-- DATA SECTION --
----------------
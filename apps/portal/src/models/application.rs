use chrono::NaiveDateTime;
use serde::{Deserialize, Serialize};

/// Review status of a submitted application. Entirely client-managed: the
/// backend exposes no status mutation, so transitions live in view state only.
#[derive(Debug, Clone, Copy, PartialEq, Eq, Serialize, Deserialize)]
#[serde(rename_all = "lowercase")]
pub enum ApplicationStatus {
    Pending,
    Approved,
    Rejected,
}

impl ApplicationStatus {
    pub fn label(self) -> &'static str {
        match self {
            ApplicationStatus::Pending => "Pending",
            ApplicationStatus::Approved => "Approved",
            ApplicationStatus::Rejected => "Rejected",
        }
    }
}

/// Metadata for a stored document; `download_url` is fetched directly by the
/// document previewer.
#[derive(Debug, Clone, PartialEq, Serialize, Deserialize)]
pub struct AttachmentRef {
    pub filename: String,
    pub original_name: String,
    pub download_url: String,
}

/// A submitted application as stored and returned by the backend. Read-only
/// after submission; field names follow the backend's camelCase wire form.
#[derive(Debug, Clone, Serialize, Deserialize)]
pub struct Application {
    pub id: String,
    pub job_id: String,
    /// Backend timestamps carry no timezone.
    pub timestamp: NaiveDateTime,
    #[serde(rename = "firstName")]
    pub first_name: String,
    #[serde(rename = "lastName")]
    pub last_name: String,
    pub email: String,
    pub phone: String,
    pub age: String,
    pub address: String,
    pub city: String,
    pub country: String,
    #[serde(rename = "currentPlace")]
    pub current_place: String,
    pub availability: String,
    #[serde(rename = "linkedInProfile", default)]
    pub linked_in: String,
    #[serde(rename = "portfolioWebsite", default)]
    pub portfolio: String,
    pub position: String,
    pub experience: String,
    #[serde(rename = "educationLevel")]
    pub education_level: String,
    /// Stored server-side as a JSON-encoded array string; see
    /// [`Application::parsed_skills`].
    pub skills: String,
    #[serde(default)]
    pub resume: Option<AttachmentRef>,
    #[serde(default)]
    pub cover_letter: Option<AttachmentRef>,
}

impl Application {
    /// Decodes the JSON-encoded skills string. Malformed input decodes as an
    /// empty list rather than propagating a parse error.
    pub fn parsed_skills(&self) -> Vec<String> {
        serde_json::from_str(&self.skills).unwrap_or_default()
    }
}

#[cfg(test)]
mod tests {
    use super::*;

    fn application_json() -> serde_json::Value {
        serde_json::json!({
            "id": "a2f1",
            "job_id": "1",
            "timestamp": "2025-03-15T10:30:00.123456",
            "firstName": "Ada",
            "lastName": "Lovelace",
            "email": "ada@example.com",
            "phone": "+44 123 456",
            "age": "28",
            "address": "12 Analytical Row",
            "city": "London",
            "country": "UK",
            "currentPlace": "London",
            "availability": "2 weeks notice",
            "position": "Software Engineer",
            "experience": "Built the first engine",
            "educationLevel": "PhD",
            "skills": "[\"Rust\",\"Go\"]",
            "resume": {
                "filename": "Ada_Lovelace_a2f1.pdf",
                "original_name": "Ada_Lovelace_Resume",
                "download_url": "/download/Ada_Lovelace_a2f1.pdf"
            }
        })
    }

    #[test]
    fn test_deserializes_backend_shape() {
        let app: Application = serde_json::from_value(application_json()).expect("valid payload");
        assert_eq!(app.first_name, "Ada");
        assert_eq!(app.current_place, "London");
        assert!(app.linked_in.is_empty()); // absent on the wire, defaults
        assert!(app.cover_letter.is_none());
        assert_eq!(
            app.resume.expect("resume metadata").download_url,
            "/download/Ada_Lovelace_a2f1.pdf"
        );
    }

    #[test]
    fn test_parsed_skills_preserves_order() {
        let app: Application = serde_json::from_value(application_json()).expect("valid payload");
        assert_eq!(app.parsed_skills(), vec!["Rust", "Go"]);
    }

    #[test]
    fn test_parsed_skills_malformed_degrades_to_empty() {
        let mut value = application_json();
        value["skills"] = serde_json::Value::String("not json".to_string());
        let app: Application = serde_json::from_value(value).expect("valid payload");
        assert!(app.parsed_skills().is_empty());
    }

    #[test]
    fn test_status_wire_form_is_lowercase() {
        assert_eq!(
            serde_json::to_string(&ApplicationStatus::Approved).expect("serializes"),
            "\"approved\""
        );
        assert_eq!(ApplicationStatus::Rejected.label(), "Rejected");
    }
}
----------------
-- GOAL OF THE EXERCISE --
All of the data above should be set down again exactly.

-- EXERCISE OUTPUT --
filename apps/portal/src/models/application.rs
use chrono::NaiveDateTime;
use serde::{Deserialize, Serialize};

/// Review status of a submitted application. Entirely client-managed: the
/// backend exposes no status mutation, so transitions live in view state only.
#[derive(Debug, Clone, Copy, PartialEq, Eq, Serialize, Deserialize)]
#[serde(rename_all = "lowercase")]
pub enum ApplicationStatus {
    Pending,
    Approved,
    Rejected,
}

impl ApplicationStatus {
    pub fn label(self) -> &'static str {
        match self {
            ApplicationStatus::Pending => "Pending",
            ApplicationStatus::Approved => "Approved",
            ApplicationStatus::Rejected => "Rejected",
        }
    }
}

/// Metadata for a stored document; `download_url` is fetched directly by the
/// document previewer.
#[derive(Debug, Clone, PartialEq, Serialize, Deserialize)]
pub struct AttachmentRef {
    pub filename: String,
    pub original_name: String,
    pub download_url: String,
}

/// A submitted application as stored and returned by the backend. Read-only
/// after submission; field names follow the backend's camelCase wire form.
#[derive(Debug, Clone, Serialize, Deserialize)]
pub struct Application {
    pub id: String,
    pub job_id: String,
    /// Backend timestamps carry no timezone.
    pub timestamp: NaiveDateTime,
    #[serde(rename = "firstName")]
    pub first_name: String,
    #[serde(rename = "lastName")]
    pub last_name: String,
    pub email: String,
    pub phone: String,
    pub age: String,
    pub address: String,
    pub city: String,
    pub country: String,
    #[serde(rename = "currentPlace")]
    pub current_place: String,
    pub availability: String,
    #[serde(rename = "linkedInProfile", default)]
    pub linked_in: String,
    #[serde(rename = "portfolioWebsite", default)]
    pub portfolio: String,
    pub position: String,
    pub experience: String,
    #[serde(rename = "educationLevel")]
    pub education_level: String,
    /// Stored server-side as a JSON-encoded array string; see
    /// [`Application::parsed_skills`].
    pub skills: String,
    #[serde(default)]
    pub resume: Option<AttachmentRef>,
    #[serde(default)]
    pub cover_letter: Option<AttachmentRef>,
}

impl Application {
    /// Decodes the JSON-encoded skills string. Malformed input decodes as an
    /// empty list rather than propagating a parse error.
    pub fn parsed_skills(&self) -> Vec<String> {
        serde_json::from_str(&self.skills).unwrap_or_default()
    }
}

#[cfg(test)]
mod tests {
    use super::*;

    fn application_json() -> serde_json::Value {
        serde_json::json!({
            "id": "a2f1",
            "job_id": "1",
            "timestamp": "2025-03-15T10:30:00.123456",
            "firstName": "Ada",
            "lastName": "Lovelace",
            "email": "ada@example.com",
            "phone": "+44 123 456",
            "age": "28",
            "address": "12 Analytical Row",
            "city": "London",
            "country": "UK",
            "currentPlace": "London",
            "availability": "2 weeks notice",
            "position": "Software Engineer",
            "experience": "Built the first engine",
            "educationLevel": "PhD",
            "skills": "[\"Rust\",\"Go\"]",
            "resume": {
                "filename": "Ada_Lovelace_a2f1.pdf",
                "original_name": "Ada_Lovelace_Resume",
                "download_url": "/download/Ada_Lovelace_a2f1.pdf"
            }
        })
    }

    #[test]
    fn test_deserializes_backend_shape() {
        let app: Application = serde_json::from_value(application_json()).expect("valid payload");
        assert_eq!(app.first_name, "Ada");
        assert_eq!(app.current_place, "London");
        assert!(app.linked_in.is_empty()); // absent on the wire, defaults
        assert!(app.cover_letter.is_none());
        assert_eq!(
            app.resume.expect("resume metadata").download_url,
            "/download/Ada_Lovelace_a2f1.pdf"
        );
    }

    #[test]
    fn test_parsed_skills_preserves_order() {
        let app: Application = serde_json::from_value(application_json()).expect("valid payload");
        assert_eq!(app.parsed_skills(), vec!["Rust", "Go"]);
    }

    #[test]
    fn test_parsed_skills_malformed_degrades_to_empty() {
        let mut value = application_json();
        value["skills"] = serde_json::Value::String("not json".to_string());
        let app: Application = serde_json::from_value(value).expect("valid payload");
        assert!(app.parsed_skills().is_empty());
    }

    #[test]
    fn test_status_wire_form_is_lowercase() {
        assert_eq!(
            serde_json::to_string(&ApplicationStatus::Approved).expect("serializes"),
            "\"approved\""
        );
        assert_eq!(ApplicationStatus::Rejected.label(), "Rejected");
    }
}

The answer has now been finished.